Directions
Search through the entries for the word "clap" and copy every line that has it.
*** Exercise materials ***
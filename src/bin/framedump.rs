use std::{path::PathBuf, sync::Arc};

use clap::Parser;
use colored::Colorize;
use framepick::{
    DumpSummary, ExtractOptions, FfmpegLogLevel, PipelineConfig, TerminalProgress,
    configuration::DEFAULT_JPEG_QUALITY,
};

const CLI_AFTER_HELP: &str = "Examples:\n  framedump --sequence-list-path name_txt_.txt --distortion-dir distortion_type_ \\\n    --videos-dir distorted_video --output-dir dist --progress";

/// Write every frame of every distorted encoding of a list of sequences.
///
/// Frames are named `<sequence>_<distortion>_lvl<level>_frame_<NNNN>.jpg`,
/// numbered from 1, for levels 1 to 4 of every allowed distortion.
#[derive(Debug, Parser)]
#[command(name = "framedump", version, after_help = CLI_AFTER_HELP)]
struct Cli {
    /// Text file listing the sequences, one per line.
    #[arg(long)]
    sequence_list_path: PathBuf,

    /// Directory holding one `<sequence>.txt` distortion list per sequence.
    #[arg(long)]
    distortion_dir: PathBuf,

    /// Root directory of the source videos.
    #[arg(long)]
    videos_dir: PathBuf,

    /// Where frames are written.
    #[arg(long)]
    output_dir: PathBuf,

    /// Show debug logging output.
    #[arg(long)]
    verbose: bool,

    /// Show a progress bar per video.
    #[arg(long)]
    progress: bool,

    /// JPEG quality of written frames (1-100).
    #[arg(long, default_value_t = DEFAULT_JPEG_QUALITY, value_parser = clap::value_parser!(u8).range(1..=100))]
    jpeg_quality: u8,

    /// FFmpeg log level (quiet, panic, fatal, error, warning, info, verbose, debug, trace).
    #[arg(long, default_value_t = FfmpegLogLevel::Error)]
    ffmpeg_log_level: FfmpegLogLevel,
}

impl Cli {
    fn pipeline_config(&self) -> PipelineConfig {
        let mut options = ExtractOptions::new().with_jpeg_quality(self.jpeg_quality);
        if self.progress {
            options = options.with_progress(Arc::new(TerminalProgress::default()));
        }

        PipelineConfig::new("dump")
            .with_sequence_list_path(&self.sequence_list_path)
            .with_distortion_dir(&self.distortion_dir)
            .with_videos_dir(&self.videos_dir)
            .with_output_frames_dir(&self.output_dir)
            .with_extract_options(options)
    }
}

fn init_logging(verbose: bool) {
    let default_filter = if verbose { "debug" } else { "info" };
    env_logger::Builder::from_env(env_logger::Env::default().default_filter_or(default_filter))
        .init();
}

fn print_summary(summary: &DumpSummary, cli: &Cli) {
    let report = &summary.extraction;

    if !summary.skipped_sequences.is_empty() {
        eprintln!(
            "{} {}",
            "warning:".yellow().bold(),
            format!(
                "{} sequence(s) had no distortion list: {}",
                summary.skipped_sequences.len(),
                summary.skipped_sequences.join(", ")
            )
            .yellow()
        );
    }

    let missing = report.skipped_groups().count();
    if missing > 0 {
        eprintln!(
            "{} {}",
            "warning:".yellow().bold(),
            format!("{missing} video(s) missing or unreadable").yellow()
        );
    }
    if report.write_failures > 0 {
        eprintln!(
            "{} {}",
            "warning:".yellow().bold(),
            format!("{} frame file(s) could not be written", report.write_failures).yellow()
        );
    }

    println!(
        "{} {}",
        "success:".green().bold(),
        format!(
            "Wrote {} frame(s) from {} complete video(s) to {}",
            report.frames_written,
            report.completed_groups(),
            cli.output_dir.display()
        )
        .green()
    );
}

fn run() -> Result<(), Box<dyn std::error::Error>> {
    let cli = Cli::parse();
    init_logging(cli.verbose);
    framepick::set_ffmpeg_log_level(cli.ffmpeg_log_level);

    let summary = framepick::dump_frames(&cli.pipeline_config())?;
    print_summary(&summary, &cli);
    Ok(())
}

fn main() {
    if let Err(error) = run() {
        eprintln!("{} {error}", "error:".red().bold());
        std::process::exit(1);
    }
}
*** End of Exercise materials ***
Expected answer
use clap::Parser;
    #[arg(long, default_value_t = DEFAULT_JPEG_QUALITY, value_parser = clap::value_parser!(u8).range(1..=100))]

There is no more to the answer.